Thursday, August 26, 2010

Moving, moving, moving...

This weekend I am moving to a new place. In many real ways I am downsizing. Sometimes it is so hard for me to let go things. Things. Things that have no real purpose except that they hold this memory that I feel that I don't want to let go of. Memories. Memories are precious gifts to have and to hold and for me to remember. I have lived through a great deal already and I don't want to forget where I've come from. Not that I think I can really truly forget who used to be important to me or the good times we shared, but more personally I want to share who I used to be with my loved ones. It's really very selfish. But, important to me to hold onto things. I mean won't my children want to know what I was like when I was younger? A braver more idealistic version of the person I am now. Maybe brave isn't the right word, naive?
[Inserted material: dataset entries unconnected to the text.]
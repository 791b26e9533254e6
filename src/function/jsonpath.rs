//! Copyright © 2025-2026 Wenze Wei. All Rights Reserved.
//!
//! This file is part of Piper.
//! The Piper project belongs to the Dunimd Team.
//!
//! Licensed under the Apache License, Version 2.0 (the "License");
//! You may not use this file except in compliance with the License.
//! You may obtain a copy of the License at
//!
//!     http://www.apache.org/licenses/LICENSE-2.0
//!
//! Unless required by applicable law or agreed to in writing, software
//! distributed under the License is distributed on an "AS IS" BASIS,
//! WITHOUT WARRANTIES OR CONDITIONS OF ANY KIND, either express or implied.
//! See the License for the specific language governing permissions and
//! limitations under the License.

//! # Piper JSONPath Module
//!
//! The JSONPath subset behind `get_json_object` and `get_json_array`:
//!
//! - `$` root
//! - `.name` object member
//! - `[i]` array index
//! - `[*]` array wildcard
//! - `[?(@.field=='value')]` and `[?(@.field==123)]` array filters
//!
//! Queries never fault on missing data; they return zero matches. Only a
//! malformed path is an error.

use serde_json::Value;

use crate::errors::{PiperError, Result};

#[derive(Debug, Clone, PartialEq)]
enum PathStep {
    Field(String),
    Index(usize),
    Wildcard,
    Filter { field: String, expected: Value },
}

/// A parsed JSONPath query.
#[derive(Debug, Clone, PartialEq)]
pub(crate) struct JsonPath {
    steps: Vec<PathStep>,
}

impl JsonPath {
    /// Parses the query string, rejecting anything outside the subset.
    pub(crate) fn parse(path: &str) -> Result<Self> {
        let bad = |msg: &str| PiperError::InvalidJsonPath(format!("'{}': {}", path, msg));
        let mut chars = path.chars().peekable();
        if chars.next() != Some('$') {
            return Err(bad("must start with '$'"));
        }
        let mut steps = Vec::new();
        while let Some(c) = chars.next() {
            match c {
                '.' => {
                    let mut name = String::new();
                    while let Some(&c) = chars.peek() {
                        if c == '.' || c == '[' {
                            break;
                        }
                        name.push(c);
                        chars.next();
                    }
                    if name.is_empty() {
                        return Err(bad("empty member name"));
                    }
                    steps.push(PathStep::Field(name));
                }
                '[' => {
                    let mut inner = String::new();
                    let mut closed = false;
                    for c in chars.by_ref() {
                        if c == ']' {
                            closed = true;
                            break;
                        }
                        inner.push(c);
                    }
                    if !closed {
                        return Err(bad("unclosed '['"));
                    }
                    steps.push(Self::parse_bracket(inner.trim(), &bad)?);
                }
                _ => return Err(bad("expected '.' or '['")),
            }
        }
        Ok(JsonPath { steps })
    }

    fn parse_bracket(inner: &str, bad: &impl Fn(&str) -> PiperError) -> Result<PathStep> {
        if inner == "*" {
            return Ok(PathStep::Wildcard);
        }
        if let Ok(index) = inner.parse::<usize>() {
            return Ok(PathStep::Index(index));
        }
        // ?(@.field=='value') or ?(@.field==123)
        let filter = inner
            .strip_prefix("?(@.")
            .and_then(|s| s.strip_suffix(')'))
            .ok_or_else(|| bad("expected index, '*' or filter"))?;
        let (field, value) = filter
            .split_once("==")
            .ok_or_else(|| bad("filter must compare with '=='"))?;
        let field = field.trim();
        let value = value.trim();
        if field.is_empty() {
            return Err(bad("empty filter field"));
        }
        let expected = if let Some(text) = value
            .strip_prefix('\'')
            .and_then(|s| s.strip_suffix('\''))
        {
            Value::String(text.to_string())
        } else if let Ok(int) = value.parse::<i64>() {
            Value::from(int)
        } else if let Ok(num) = value.parse::<f64>() {
            Value::from(num)
        } else {
            return Err(bad("filter value must be a 'string' or a number"));
        };
        Ok(PathStep::Filter {
            field: field.to_string(),
            expected,
        })
    }

    /// Runs the query, returning every matching node in document order.
    pub(crate) fn query<'a>(&self, root: &'a Value) -> Vec<&'a Value> {
        let mut current = vec![root];
        for step in &self.steps {
            let mut next = Vec::new();
            for node in current {
                match step {
                    PathStep::Field(name) => {
                        if let Some(v) = node.get(name.as_str()) {
                            next.push(v);
                        }
                    }
                    PathStep::Index(index) => {
                        if let Some(v) = node.get(*index) {
                            next.push(v);
                        }
                    }
                    PathStep::Wildcard => {
                        if let Some(items) = node.as_array() {
                            next.extend(items.iter());
                        }
                    }
                    PathStep::Filter { field, expected } => {
                        if let Some(items) = node.as_array() {
                            next.extend(
                                items.iter().filter(|item| item.get(field) == Some(expected)),
                            );
                        }
                    }
                }
            }
            current = next;
        }
        current
    }
}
I'll work on that one....
I don't actually have any children yet or even my sights on a man who I will have children with. These things may make it so that I want to hold onto what once was even more. Don't get me wrong, I love my life now. (mostly) Most importantly I love who I am. I love who I have become. That I have truly been set free from the things that kept me from blossoming. The younger version of myself was not as confident in herself and her convictions to not let other people take advantage of her huge heart. I see that now. Yes, I graduated from my therapy. ;)
Getting back to these things. The power they hold over me is a little overwhelming. I want to be able to throw it all away. But then I think, no I could maybe possibly need that in the future. But when, you ask? Maybe not for another 10 years... but who's counting? It will still work! I have been good about getting rid of things really. We just had a yard sale and I did well. But you know how yard sale's are... not everything goes! I did take back a few things that were left. Most of the rest went to good will. Or we are trying to sell it on Craig's List. The thing is that I am moving into a much smaller space. Will all that I am bringing fit? Will I have to get rid of MORE stuff once I see how my stuff fits?
The problem is one that is on top of my list... but all I can do is hope to become better organized and make it all work... which is I ever hope to do, come to think of it. 

STUFF AND THINGS, Things and stuff... this world is full of it.
"Be content with what you have; 
rejoice in the way things are. 
When you realize there is nothing lacking, 
the whole world belongs to you."

Saturday, August 14, 2010

Things are ALWAYS changing!

The one thing certain in life is change. By the end of this month a lot will have changed. I am moving into a new place, with new people and my current house mate is moving back to Wisconsin. I am no longer working with that studio in the same capacity as we had originally discussed, but the door is not completely closed. I do have some more clarity on what I want for me in terms of the type of photography I want to pursue. It's just a matter of how that will look and how I will do it. Challenges. In this moment right now I can not decide if the city where I am living is the problem or the solution. What an interesting notion. All I know is that things are always changing and sometimes I'm not so good with change.